**What this task involves**
Beginning with the first line of the entries below, quote each line until you reach and include the line with "pub enum TestEngineError".
Supplied information below:
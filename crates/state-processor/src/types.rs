use alloy_consensus::TxEnvelope;

/// The signed transaction type processed by this crate.
pub type Transaction = TxEnvelope;

/// A full block: header plus body (transactions, uncles, optional withdrawals).
///
/// The beacon root travels in [`alloy_consensus::Header::parent_beacon_block_root`].
pub type Block = alloy_consensus::Block<Transaction>;

pub use alloy_consensus::Header;
pub use alloy_eips::eip4895::Withdrawals;
use core::sync::atomic::{AtomicUsize, Ordering};
use std::sync::Arc;

use alloy_primitives::{map::HashMap, Address, Bytes, Log, LogData, TxKind, U256};

use crate::{
    constants::BEACON_ROOTS_ADDRESS, BlockContext, EngineFactory, ExecutionConfig,
    ExecutionEngine, ExecutionResult, HaltReason, Message, StateStore, TxContext,
};

use super::MemoryState;

/// Gas charged for a plain transfer.
pub const TRANSFER_GAS: u64 = 21_000;
/// Gas charged for a contract creation.
pub const CREATE_GAS: u64 = 53_000;
/// Length of the EIP-4788 ring buffer.
pub const HISTORY_BUFFER_LENGTH: u64 = 8191;

/// Scripted outcome of calling an address on a [`TestEngine`].
#[derive(Debug, Clone, PartialEq, Eq)]
pub enum Behavior {
    /// Reverts after consuming `gas_used`.
    Revert {
        /// Gas consumed.
        gas_used: u64,
    },
    /// Succeeds after consuming `gas_used`, emitting one log per entry of `logs` from the
    /// called address.
    Emit {
        /// Gas consumed.
        gas_used: u64,
        /// Data of the emitted logs.
        logs: Vec<LogData>,
    },
    /// Halts, consuming the whole gas limit.
    Halt,
    /// Fails with an internal engine error.
    Fail,
}

/// Errors of the [`TestEngine`].
#[derive(Debug, Clone, PartialEq, Eq, thiserror::Error)]
pub enum TestEngineError {
    /// The message nonce does not match the sender's account nonce.
    #[error("nonce mismatch for {sender}: have {state}, message {message}")]
    NonceMismatch {
        /// Sender.
        sender: Address,
        /// Nonce in state.
        state: u64,
        /// Nonce of the message.
        message: u64,
    },
    /// The sender cannot pay for gas and value.
    #[error("insufficient funds for {sender}")]
    InsufficientFunds {
        /// Sender.
        sender: Address,
    },
    /// A scripted internal failure.
    #[error("scripted engine failure calling {0}")]
    Scripted(Address),
}

/// An [`ExecutionEngine`] with scripted outcomes instead of an interpreter.
///
/// Calls to an address without a [`Behavior`] are plain transfers costing [`TRANSFER_GAS`].
/// Creations cost [`CREATE_GAS`] and install the message data as runtime code. Calls to the
/// beacon-roots contract store the root the way the EIP-4788 contract does.
#[derive(Debug, Clone, Default)]
pub struct TestEngine {
    block: BlockContext,
    tx: TxContext,
    config: ExecutionConfig,
    behaviors: Arc<HashMap<Address, Behavior>>,
}

impl TestEngine {
    /// The execution config the engine was bound with.
    pub const fn config(&self) -> &ExecutionConfig {
        &self.config
    }

    fn run(
        &self,
        state: &mut MemoryState,
        caller: Address,
        to: Address,
        data: &Bytes,
        gas_limit: u64,
        value: U256,
    ) -> Result<ExecutionResult, TestEngineError> {
        if to == BEACON_ROOTS_ADDRESS {
            let timestamp = self.block.timestamp % HISTORY_BUFFER_LENGTH;
            let slot = U256::from(timestamp);
            state.set_storage(to, slot, U256::from(self.block.timestamp));
            state.set_storage(
                to,
                slot + U256::from(HISTORY_BUFFER_LENGTH),
                U256::from_be_slice(data),
            );
            return Ok(ExecutionResult::Success { gas_used: 0, output: Bytes::new() });
        }

        let (gas_used, logs) = match self.behaviors.get(&to) {
            None => (TRANSFER_GAS, Vec::new()),
            Some(Behavior::Emit { gas_used, logs }) => (*gas_used, logs.clone()),
            Some(Behavior::Revert { gas_used }) => {
                return Ok(ExecutionResult::Revert {
                    gas_used: (*gas_used).min(gas_limit),
                    output: Bytes::new(),
                })
            }
            Some(Behavior::Halt) => return Ok(out_of_gas(gas_limit)),
            Some(Behavior::Fail) => return Err(TestEngineError::Scripted(to)),
        };
        if gas_used > gas_limit {
            return Ok(out_of_gas(gas_limit));
        }

        state.sub_balance(caller, value);
        state.add_balance(to, value);
        for data in logs {
            state.add_log(Log { address: to, data });
        }
        Ok(ExecutionResult::Success { gas_used, output: Bytes::new() })
    }
}

impl ExecutionEngine for TestEngine {
    type State = MemoryState;
    type Error = TestEngineError;

    fn block_context(&self) -> &BlockContext {
        &self.block
    }

    fn tx_context(&self) -> &TxContext {
        &self.tx
    }

    fn set_block_context(&mut self, block: BlockContext, config: &ExecutionConfig) {
        self.block = block;
        self.config = config.clone();
    }

    fn reset(&mut self, tx: TxContext) {
        self.tx = tx;
    }

    fn transact(
        &mut self,
        message: &Message,
        state: &mut MemoryState,
    ) -> Result<ExecutionResult, TestEngineError> {
        let sender = message.from;
        let nonce = state.nonce(sender);
        if nonce != message.nonce {
            return Err(TestEngineError::NonceMismatch {
                sender,
                state: nonce,
                message: message.nonce,
            });
        }
        let gas_cost = U256::from(message.gas_limit) * U256::from(message.gas_price);
        if state.balance(sender) < gas_cost + message.value {
            return Err(TestEngineError::InsufficientFunds { sender });
        }
        state.set_nonce(sender, nonce + 1);

        let result = match message.to {
            TxKind::Create => {
                if CREATE_GAS > message.gas_limit {
                    out_of_gas(message.gas_limit)
                } else {
                    let contract = sender.create(message.nonce);
                    state.create_account(contract);
                    state.set_code(contract, message.data.clone());
                    state.sub_balance(sender, message.value);
                    state.add_balance(contract, message.value);
                    ExecutionResult::Success { gas_used: CREATE_GAS, output: message.data.clone() }
                }
            }
            TxKind::Call(to) => {
                self.run(state, sender, to, &message.data, message.gas_limit, message.value)?
            }
        };

        let gas_used = U256::from(result.gas_used());
        state.sub_balance(sender, gas_used * U256::from(message.gas_price));
        let base_fee = if self.config.no_base_fee { 0 } else { self.block.base_fee.unwrap_or(0) };
        let tip = message.gas_price.saturating_sub(u128::from(base_fee));
        state.add_balance(self.block.coinbase, gas_used * U256::from(tip));
        Ok(result)
    }

    fn call(
        &mut self,
        state: &mut MemoryState,
        caller: Address,
        to: Address,
        data: Bytes,
        gas_limit: u64,
        value: U256,
    ) -> Result<ExecutionResult, TestEngineError> {
        self.run(state, caller, to, &data, gas_limit, value)
    }

    fn clear(&mut self) {
        self.tx = TxContext::default();
    }
}

const fn out_of_gas(gas_limit: u64) -> ExecutionResult {
    ExecutionResult::Halt { reason: HaltReason::OutOfGas, gas_used: gas_limit }
}

/// Builds [`TestEngine`]s sharing one set of scripted behaviors.
#[derive(Debug, Default)]
pub struct TestEngineFactory {
    behaviors: Arc<HashMap<Address, Behavior>>,
    created: AtomicUsize,
}

impl TestEngineFactory {
    /// Scripts the outcome of calling `address`.
    pub fn with_behavior(mut self, address: Address, behavior: Behavior) -> Self {
        Arc::make_mut(&mut self.behaviors).insert(address, behavior);
        self
    }

    /// Number of engines created so far.
    pub fn created(&self) -> usize {
        self.created.load(Ordering::Relaxed)
    }
}

impl EngineFactory for TestEngineFactory {
    type Engine = TestEngine;

    fn create(&self, block: BlockContext, config: &ExecutionConfig) -> TestEngine {
        self.created.fetch_add(1, Ordering::Relaxed);
        TestEngine {
            block,
            tx: TxContext::default(),
            config: config.clone(),
            behaviors: Arc::clone(&self.behaviors),
        }
    }
}
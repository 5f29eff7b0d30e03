use alloy_consensus::{transaction::SignerRecoverable, Transaction as _, TxType};
use alloy_eips::eip2930::AccessList;
use alloy_primitives::{Address, Bytes, TxKind, B256, U256};

use crate::{Rules, Transaction};

/// Errors converting a signed transaction into a [`Message`].
#[derive(Debug, Clone, PartialEq, Eq, thiserror::Error)]
pub enum ConversionError {
    /// The transaction type is not enabled by the active rules.
    #[error("transaction type {0:?} not supported")]
    UnsupportedType(TxType),
    /// The transaction is signed for another chain.
    #[error("invalid chain id for signer: have {got}, want {expected}")]
    ChainIdMismatch {
        /// Chain id of the signer.
        expected: u64,
        /// Chain id of the transaction.
        got: u64,
    },
    /// A replay-protected legacy transaction before EIP-155.
    #[error("replay-protected transaction before EIP-155")]
    ReplayProtectionNotActive,
    /// The sender could not be recovered from the signature.
    #[error("invalid transaction signature")]
    InvalidSignature,
}

/// Validates transaction types against the active rules and recovers senders.
#[derive(Debug, Clone, Copy, PartialEq, Eq)]
pub struct Signer {
    chain_id: u64,
    rules: Rules,
}

impl Signer {
    /// Creates the signer for a block with the given `rules`.
    pub const fn new(rules: Rules) -> Self {
        Self { chain_id: rules.chain_id, rules }
    }

    /// Chain id transactions must be signed for.
    pub const fn chain_id(&self) -> u64 {
        self.chain_id
    }

    /// Returns whether `tx_type` may be included under the active rules.
    pub const fn supports(&self, tx_type: TxType) -> bool {
        match tx_type {
            TxType::Legacy => true,
            TxType::Eip2930 => self.rules.is_berlin,
            TxType::Eip1559 => self.rules.is_london,
            TxType::Eip4844 => self.rules.is_cancun,
            TxType::Eip7702 => self.rules.is_prague,
        }
    }

    /// Recovers the sender of `tx`.
    pub fn sender(&self, tx: &Transaction) -> Result<Address, ConversionError> {
        let tx_type = tx.tx_type();
        if !self.supports(tx_type) {
            return Err(ConversionError::UnsupportedType(tx_type));
        }
        if let Some(got) = tx.chain_id() {
            if tx_type == TxType::Legacy && !self.rules.is_eip155 {
                return Err(ConversionError::ReplayProtectionNotActive);
            }
            if got != self.chain_id {
                return Err(ConversionError::ChainIdMismatch { expected: self.chain_id, got });
            }
        }
        tx.recover_signer().map_err(|_| ConversionError::InvalidSignature)
    }
}

/// An execution request derived from a transaction or a system call.
#[derive(Debug, Clone, Default, PartialEq, Eq)]
pub struct Message {
    /// Sender.
    pub from: Address,
    /// Recipient, or [`TxKind::Create`] for contract creations.
    pub to: TxKind,
    /// Sender nonce.
    pub nonce: u64,
    /// Value transferred.
    pub value: U256,
    /// Gas limit.
    pub gas_limit: u64,
    /// Effective gas price paid per unit of gas.
    pub gas_price: u128,
    /// Maximum total fee per gas.
    pub gas_fee_cap: u128,
    /// Maximum priority fee per gas.
    pub gas_tip_cap: u128,
    /// Calldata or init code.
    pub data: Bytes,
    /// EIP-2930 access list.
    pub access_list: AccessList,
    /// EIP-4844 versioned blob hashes.
    pub blob_hashes: Vec<B256>,
    /// EIP-4844 maximum fee per blob gas.
    pub blob_gas_fee_cap: Option<u128>,
}

impl Message {
    /// Converts a signed transaction, deriving the effective gas price from `base_fee`.
    pub fn from_transaction(
        tx: &Transaction,
        signer: &Signer,
        base_fee: Option<u64>,
    ) -> Result<Self, ConversionError> {
        let from = signer.sender(tx)?;
        let gas_price = tx.effective_gas_price(base_fee);
        Ok(Self {
            from,
            to: tx.kind(),
            nonce: tx.nonce(),
            value: tx.value(),
            gas_limit: tx.gas_limit(),
            gas_price,
            gas_fee_cap: tx.max_fee_per_gas(),
            gas_tip_cap: tx.max_priority_fee_per_gas().unwrap_or(gas_price),
            data: tx.input().clone(),
            access_list: tx.access_list().cloned().unwrap_or_default(),
            blob_hashes: tx.blob_versioned_hashes().map(<[B256]>::to_vec).unwrap_or_default(),
            blob_gas_fee_cap: tx.max_fee_per_blob_gas(),
        })
    }

    /// A zero-fee message calling `to` from `from`, used for protocol system calls.
    pub fn system_call(from: Address, to: Address, data: Bytes, gas_limit: u64) -> Self {
        Self { from, to: TxKind::Call(to), gas_limit, data, ..Default::default() }
    }

    /// Whether the message deploys a contract.
    pub fn is_create(&self) -> bool {
        self.to.is_create()
    }
}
End of Supplied information.
**Written solution**
filename crates/state-processor/src/types.rs
use alloy_consensus::TxEnvelope;

/// The signed transaction type processed by this crate.
pub type Transaction = TxEnvelope;

/// A full block: header plus body (transactions, uncles, optional withdrawals).
///
/// The beacon root travels in [`alloy_consensus::Header::parent_beacon_block_root`].
pub type Block = alloy_consensus::Block<Transaction>;

pub use alloy_consensus::Header;
pub use alloy_eips::eip4895::Withdrawals;
use core::sync::atomic::{AtomicUsize, Ordering};
use std::sync::Arc;

use alloy_primitives::{map::HashMap, Address, Bytes, Log, LogData, TxKind, U256};

use crate::{
    constants::BEACON_ROOTS_ADDRESS, BlockContext, EngineFactory, ExecutionConfig,
    ExecutionEngine, ExecutionResult, HaltReason, Message, StateStore, TxContext,
};

use super::MemoryState;

/// Gas charged for a plain transfer.
pub const TRANSFER_GAS: u64 = 21_000;
/// Gas charged for a contract creation.
pub const CREATE_GAS: u64 = 53_000;
/// Length of the EIP-4788 ring buffer.
pub const HISTORY_BUFFER_LENGTH: u64 = 8191;

/// Scripted outcome of calling an address on a [`TestEngine`].
#[derive(Debug, Clone, PartialEq, Eq)]
pub enum Behavior {
    /// Reverts after consuming `gas_used`.
    Revert {
        /// Gas consumed.
        gas_used: u64,
    },
    /// Succeeds after consuming `gas_used`, emitting one log per entry of `logs` from the
    /// called address.
    Emit {
        /// Gas consumed.
        gas_used: u64,
        /// Data of the emitted logs.
        logs: Vec<LogData>,
    },
    /// Halts, consuming the whole gas limit.
    Halt,
    /// Fails with an internal engine error.
    Fail,
}

/// Errors of the [`TestEngine`].
#[derive(Debug, Clone, PartialEq, Eq, thiserror::Error)]
pub enum TestEngineError {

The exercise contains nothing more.